Whether you take the Egyptian Pharaohs, or the ancient kingdoms of West Africa, early European lineages or the far-flung Aztec and Chinese emperors from whom they were entirely isolated, there are aspects of this new fangled system of resplendent dudes in metal hats so common to all that you’d think they’d copied each other’s homework.
All agreed, there was to be a fundamental change in how humans got on together with ramifications for Collective Consciousness we can scarcely suspect.
or is that scaredly?
Superficially, kings meant centralised power, more rigid hierarchies, increased divisions of labour and more highly organised economies. But the most important difference, the most impactful on their subjects, was a shift in the value of human life and the rules about who you can kill without calling it murder…
so you’ll be pleased to know that Kings are only recent inventions.
”The way of life we now take for granted and on the foundations of which we have built civilizations, occupies but one percent of the time of the big-brain’s preoccupation.” R. Ardrey.
We tend to think of kings as something that belongs to history and by which we are no longer affected. In fact it’s the other way around. The institution is very recent and pervades the very viscera of modern life.
Far from being ousted by revolutions or the democratic aspirations of suitably frightened subjects, kings adapted as only the very youthful can. They went underground, as our serf like devotions to the rich and famous, as the farce of rule by deep state oligarchs, as the proliferation of corruption and being above the law whose daily tabloid shenanigins, violent exploits and eternal wars are just the kind of court intrigue you’d expect from period drama.
There are a number of important differences between chiefs and kings, with consequences for those grovelling nearest, but there is one that stands alone in its impact upon us because it affects our perception of what it means to be human.
Not only is the king a political ruler, he is also the high priest and most significant for those within reach, an incarnation of State-Your-Prefered-Deity-Here. Again, you might imagine this to be some amusing footnote of history, a witty anecdote from The Golden Bough and yet its widely accepted by considerable swathes of people in our time that might has right. The powerful are ordained by and represent God. In everyday life this trickles down and manifests in the wider populace as the feeling that, by virtue of your allegiance, you too are special and/or entitled to be exempt and above the law.
‘I like to be offensive”, said a Charlottesville supremacist. After all, what is the point of being above the law if you don’t demonstrate it once in a while? In fact what other way is there to make the point?
The archives of Ethography are rich in examples of how animals of all kinds obey a natural law which distinguishes between neighbour and stranger.
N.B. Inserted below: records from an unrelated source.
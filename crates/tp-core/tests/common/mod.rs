// Each test binary compiles this module independently and uses a different
// subset of helpers, so unused-function warnings are expected.
#![allow(dead_code)]

use std::os::unix::fs::PermissionsExt;
use std::path::{Path, PathBuf};
use std::sync::Mutex;

use async_trait::async_trait;

use tp_core::services::config_loader::{Overrides, PositionalArgs};
use tp_core::services::host::{CommandOutput, Host, HostCommand};
use tp_core::Result;

/// Records every command and imitates the side effects of the real tools.
pub struct FakeHost {
    pub elevated: bool,
    pub cargo_on_path: bool,
    /// Commands whose display contains one of these fail with exit 1.
    pub failing: Vec<String>,
    /// Binaries `cargo build` leaves behind.
    pub built_binaries: Vec<String>,
    /// Build output lands under `target/<triple>/<profile>` instead.
    pub target_triple: Option<String>,
    /// Stderr of a failing command; defaults to a line naming the command.
    pub failure_stderr: Option<String>,
    /// Path whose existence is recorded as each command runs.
    pub watched: Option<PathBuf>,
    pub commands: Mutex<Vec<HostCommand>>,
    pub watched_states: Mutex<Vec<(String, bool)>>,
}

impl Default for FakeHost {
    fn default() -> Self {
        Self {
            elevated: true,
            cargo_on_path: true,
            failing: Vec::new(),
            built_binaries: vec!["tunnel-client".into(), "tunnel-server".into()],
            target_triple: None,
            failure_stderr: None,
            watched: None,
            commands: Mutex::new(Vec::new()),
            watched_states: Mutex::new(Vec::new()),
        }
    }
}

impl FakeHost {
    pub fn failing_on(mut self, fragment: &str) -> Self {
        self.failing.push(fragment.to_string());
        self
    }

    pub fn with_failure_stderr(mut self, stderr: &str) -> Self {
        self.failure_stderr = Some(stderr.to_string());
        self
    }

    pub fn watching(mut self, path: &Path) -> Self {
        self.watched = Some(path.to_path_buf());
        self
    }

    /// Whether the watched path existed when the first command containing
    /// `fragment` ran.
    pub fn watched_during(&self, fragment: &str) -> Option<bool> {
        self.watched_states
            .lock()
            .unwrap()
            .iter()
            .find(|(c, _)| c.contains(fragment))
            .map(|(_, existed)| *existed)
    }

    pub fn commands(&self) -> Vec<String> {
        self.commands
            .lock()
            .unwrap()
            .iter()
            .map(HostCommand::display)
            .collect()
    }

    pub fn ran(&self, fragment: &str) -> bool {
        self.commands().iter().any(|c| c.contains(fragment))
    }

    fn value_after(args: &[String], flag: &str) -> Option<PathBuf> {
        args.iter()
            .position(|a| a == flag)
            .and_then(|i| args.get(i + 1))
            .map(PathBuf::from)
    }

    fn apply_side_effects(&self, command: &HostCommand) {
        let args = &command.args;
        match command.program.as_str() {
            "git" if args.first().map(String::as_str) == Some("clone") => {
                if let Some(target) = args.get(2) {
                    std::fs::create_dir_all(Path::new(target).join(".git")).unwrap();
                }
            }
            "openssl" => {
                let key = Self::value_after(args, "-keyout").unwrap();
                let cert = Self::value_after(args, "-out").unwrap();
                std::fs::write(key, "fake key\n").unwrap();
                std::fs::write(cert, "fake cert\n").unwrap();
            }
            "sh" => {
                let cargo_home = command
                    .env
                    .iter()
                    .find(|(k, _)| k == "CARGO_HOME")
                    .map(|(_, v)| PathBuf::from(v))
                    .unwrap();
                write_executable(&cargo_home.join("bin").join("cargo"));
            }
            program
                if program.ends_with("cargo")
                    && args.first().map(String::as_str) == Some("build") =>
            {
                let profile = if args.iter().any(|a| a == "--release") {
                    "release"
                } else {
                    "debug"
                };
                let mut out = command
                    .working_directory
                    .clone()
                    .unwrap()
                    .join("target");
                if let Some(triple) = &self.target_triple {
                    out = out.join(triple);
                }
                let out = out.join(profile);
                for bin in &self.built_binaries {
                    write_executable(&out.join(bin));
                }
            }
            _ => {}
        }
    }
}

#[async_trait]
impl Host for FakeHost {
    fn is_elevated(&self) -> bool {
        self.elevated
    }

    fn find_program(&self, name: &str) -> Option<PathBuf> {
        (name == "cargo" && self.cargo_on_path).then(|| PathBuf::from("/usr/bin/cargo"))
    }

    async fn run(&self, command: &HostCommand) -> Result<CommandOutput> {
        self.commands.lock().unwrap().push(command.clone());
        let display = command.display();
        if let Some(path) = &self.watched {
            self.watched_states
                .lock()
                .unwrap()
                .push((display.clone(), path.exists()));
        }
        if self.failing.iter().any(|f| display.contains(f.as_str())) {
            return Ok(CommandOutput {
                code: Some(1),
                stdout: String::new(),
                stderr: self
                    .failure_stderr
                    .clone()
                    .unwrap_or_else(|| format!("simulated failure: {display}")),
            });
        }
        self.apply_side_effects(command);
        Ok(CommandOutput {
            code: Some(0),
            ..Default::default()
        })
    }
}

pub fn write_executable(path: &Path) {
    std::fs::create_dir_all(path.parent().unwrap()).unwrap();
    std::fs::write(path, "#!/bin/sh\n").unwrap();
    std::fs::set_permissions(path, std::fs::Permissions::from_mode(0o755)).unwrap();
}

pub fn server_args() -> PositionalArgs {
    PositionalArgs {
        role: "server".into(),
        listen_port: Some("5300".into()),
        resolver: None,
        domain: Some("t.example.com".into()),
        nameserver_ip: None,
    }
}

pub fn client_args() -> PositionalArgs {
    PositionalArgs {
        role: "client".into(),
        listen_port: Some("7000".into()),
        resolver: Some("1.1.1.1:53".into()),
        domain: Some("t.example.com".into()),
        nameserver_ip: None,
    }
}

/// Overrides that keep every path inside `root`.
pub fn overrides(root: &Path, extra: &[(&str, &str)]) -> Overrides {
    let mut map = Overrides::new();
    map.insert("INSTALL_DIR".into(), root.join("tunnel").display().to_string());
    map.insert("RESOLV_CONF_PATH".into(), root.join("resolv.conf").display().to_string());
    map.insert("FORWARD_PROXY_CONF".into(), root.join("tinyproxy.conf").display().to_string());
    map.insert("HOME".into(), root.display().to_string());
    map.insert("REPO_SSH_URL".into(), "git@example.org:tunnel.git".into());
    map.insert("REPO_HTTPS_URL".into(), "https://example.org/tunnel.git".into());
    map.insert("PROXY_TARGET".into(), "127.0.0.1:22".into());
    for (k, v) in extra {
        map.insert(k.to_string(), v.to_string());
    }
    map
}

pub fn install_dir(root: &Path) -> PathBuf {
    root.join("tunnel")
}
use std::fmt;

use serde::{Deserialize, Serialize};

/// States of a provisioning run, in the order they are reached.
#[derive(Debug, Clone, Copy, Serialize, Deserialize, PartialEq, Eq, PartialOrd, Ord)]
#[serde(rename_all = "camelCase")]
pub enum ProvisionState {
    Start,
    Guarded,
    DepsInstalled,
    ToolchainReady,
    SourceReady,
    Built,
    CertReady,
    ProxyReady,
    DnsConfigured,
    ArtifactsLocated,
    Reported,
}

impl ProvisionState {
    pub fn as_str(&self) -> &'static str {
        match self {
            ProvisionState::Start => "start",
            ProvisionState::Guarded => "guarded",
            ProvisionState::DepsInstalled => "deps-installed",
            ProvisionState::ToolchainReady => "toolchain-ready",
            ProvisionState::SourceReady => "source-ready",
            ProvisionState::Built => "built",
            ProvisionState::CertReady => "cert-ready",
            ProvisionState::ProxyReady => "proxy-ready",
            ProvisionState::DnsConfigured => "dns-configured",
            ProvisionState::ArtifactsLocated => "artifacts-located",
            ProvisionState::Reported => "reported",
        }
    }
}

impl fmt::Display for ProvisionState {
    fn fmt(&self, f: &mut fmt::Formatter<'_>) -> fmt::Result {
        f.write_str(self.as_str())
    }
}
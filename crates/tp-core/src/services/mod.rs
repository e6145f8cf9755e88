pub mod artifacts;
pub mod certs;
pub mod compile;
pub mod config_loader;
pub mod dns;
pub mod env_guard;
pub mod git;
pub mod host;
pub mod packages;
pub mod provisioner;
pub mod proxy;
pub mod summary;
pub mod systemd;
pub mod toolchain;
This is so that the aggression necessary for survival within a species does not spill over into communal violence. Snakes won’t use their fangs when they fight. The anxiety of the young male baboon to join a new troop is not just for acceptance but for protection. Herring gulls will erupt into a frenzy of squawking and tear up great lumps of grass when anger boils over, without ever resorting to their rapier sharp beaks.
People are the same..
”All known societies make a distinction between murder, the killing of member’s of one’s own group – and the killing of outsiders.” G. Gorer.
In other words the Principle of Relatedness is more fundamental in its distinction of friend from foe than the inevitablity of violent outcome.
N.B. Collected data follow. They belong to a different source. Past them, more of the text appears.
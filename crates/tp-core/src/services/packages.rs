use crate::error::{ProvisionError, Result};
use crate::models::{ProvisionConfig, StepOutcome};
use crate::services::host::{run_checked, Host, HostCommand};

pub const BASE_PACKAGES: &[&str] = &[
    "git",
    "curl",
    "build-essential",
    "pkg-config",
    "openssl",
    "ca-certificates",
];

fn apt_get(args: &[&str]) -> HostCommand {
    HostCommand::new("apt-get")
        .args(args.iter().copied())
        .env("DEBIAN_FRONTEND", "noninteractive")
}

/// Refresh the package index and install `packages`.
pub async fn install(host: &dyn Host, packages: &[&str]) -> Result<()> {
    run_checked(host, &apt_get(&["update"]), ProvisionError::Package).await?;
    let mut args = vec!["install", "-y"];
    args.extend_from_slice(packages);
    run_checked(host, &apt_get(&args), ProvisionError::Package).await?;
    Ok(())
}

pub async fn install_base(host: &dyn Host, config: &ProvisionConfig) -> Result<StepOutcome> {
    if config.skip_dependencies {
        return Ok(StepOutcome::skipped("SKIP_DEPENDENCIES is set"));
    }
    install(host, BASE_PACKAGES).await?;
    Ok(StepOutcome::Succeeded)
}
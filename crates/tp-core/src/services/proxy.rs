use std::path::Path;

use regex::{NoExpand, Regex};

use crate::error::{ProvisionError, Result};
use crate::models::{ForwardProxyPolicy, ProvisionConfig, Role, StepOutcome};
use crate::services::host::Host;
use crate::services::{packages, systemd};

pub const PROXY_PACKAGE: &str = "tinyproxy";
pub const PROXY_UNIT: &str = "tinyproxy";

/// What the proxy step hands back to the rest of the run.
#[derive(Debug, Clone, PartialEq, Eq)]
pub struct ProxyOutput {
    pub target_address: String,
}

pub fn local_target(policy: &ForwardProxyPolicy) -> String {
    format!("127.0.0.1:{}", policy.port)
}

fn directive_pattern(prefix: &str, directive: &str) -> Result<Regex> {
    Regex::new(&format!(r"(?m)^[ \t]*{prefix}{directive}[ \t]+.*$"))
        .map_err(|e| ProvisionError::Proxy(format!("bad directive pattern: {e}")))
}

/// Replace (or append) a `Directive value` line. An active directive is
/// replaced in preference to a commented-out one, which is activated only
/// when no active line exists.
fn set_directive(contents: &str, directive: &str, value: &str) -> Result<String> {
    let line = format!("{directive} {value}");

    for pattern in [
        directive_pattern("", directive)?,
        directive_pattern(r"#[ \t]*", directive)?,
    ] {
        if pattern.is_match(contents) {
            return Ok(pattern.replace(contents, NoExpand(&line)).into_owned());
        }
    }

    let mut updated = contents.to_string();
    if !updated.is_empty() && !updated.ends_with('\n') {
        updated.push('\n');
    }
    updated.push_str(&line);
    updated.push('\n');
    Ok(updated)
}

pub fn rewrite_config(contents: &str, policy: &ForwardProxyPolicy) -> Result<String> {
    let with_port = set_directive(contents, "Port", &policy.port.to_string())?;
    set_directive(&with_port, "Listen", &policy.listen_address)
}

async fn edit_config_file(path: &Path, policy: &ForwardProxyPolicy) -> Result<()> {
    let contents = tokio::fs::read_to_string(path)
        .await
        .map_err(|e| ProvisionError::Proxy(format!("reading {}: {e}", path.display())))?;
    let updated = rewrite_config(&contents, policy)?;
    tokio::fs::write(path, updated)
        .await
        .map_err(|e| ProvisionError::Proxy(format!("writing {}: {e}", path.display())))?;
    Ok(())
}

/// Install and configure the local forward proxy on a server.
///
/// Returns `None` for the output when the step does not apply.
pub async fn install(
    host: &dyn Host,
    config: &ProvisionConfig,
) -> Result<(Option<ProxyOutput>, StepOutcome)> {
    let policy = &config.forward_proxy_policy;
    if config.role != Role::Server {
        return Ok((None, StepOutcome::skipped("forward proxy is server-only")));
    }
    if !policy.enabled {
        return Ok((None, StepOutcome::skipped("INSTALL_FORWARD_PROXY is off")));
    }

    tracing::info!(
        port = policy.port,
        listen = %policy.listen_address,
        "installing forward proxy"
    );
    packages::install(host, &[PROXY_PACKAGE])
        .await
        .map_err(|e| ProvisionError::Proxy(e.to_string()))?;
    edit_config_file(&policy.config_path, policy).await?;
    systemd::restart(host, PROXY_UNIT, ProvisionError::Proxy).await?;
    systemd::enable(host, PROXY_UNIT, ProvisionError::Proxy).await?;

    let output = ProxyOutput {
        target_address: local_target(policy),
    };
    tracing::info!(target = %output.target_address, "tunnel target redirected to forward proxy");
    Ok((Some(output), StepOutcome::Succeeded))
}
”It is the effect of natural arangments, not the inoffensiveness of natural disposition that minimizes violent behaviour in a natural world.” Ardrey
Latent violence is there, but it’s subject to the natural law that distinguishes friend from foe. In a society run by leaders who are not ordained by the gods, nor believed to be so special that they may not touch the ground, everyone in the community is protected from each other by this natural law. Contact with those who fall outside this protection can be made safer by rituals of politeness, exchange, intermarriage and stylised etiquette..
We shake hands, give gifts, let you have the seat furthest from the lavvy…
For folk who have been chosen by God and doing His Will, this natural law works against the majority because the king is removed from the community by a host of taboos which means that everybody, subjects and strangers alike, are now Other, unprotected by the rule which says that even an angry wolf will instinctively muzzle his bite if a pup merely shows him its belly.
No-one is safe.
In 19th C Buganda, not saying thankyou properly, with just the right amount of dust poured on your head, could get you killed. Oh, and also if you were vaguely related, or caused his Maj’ to touch the ground..or if you were unlucky enough to see him eating…. or caught his eye…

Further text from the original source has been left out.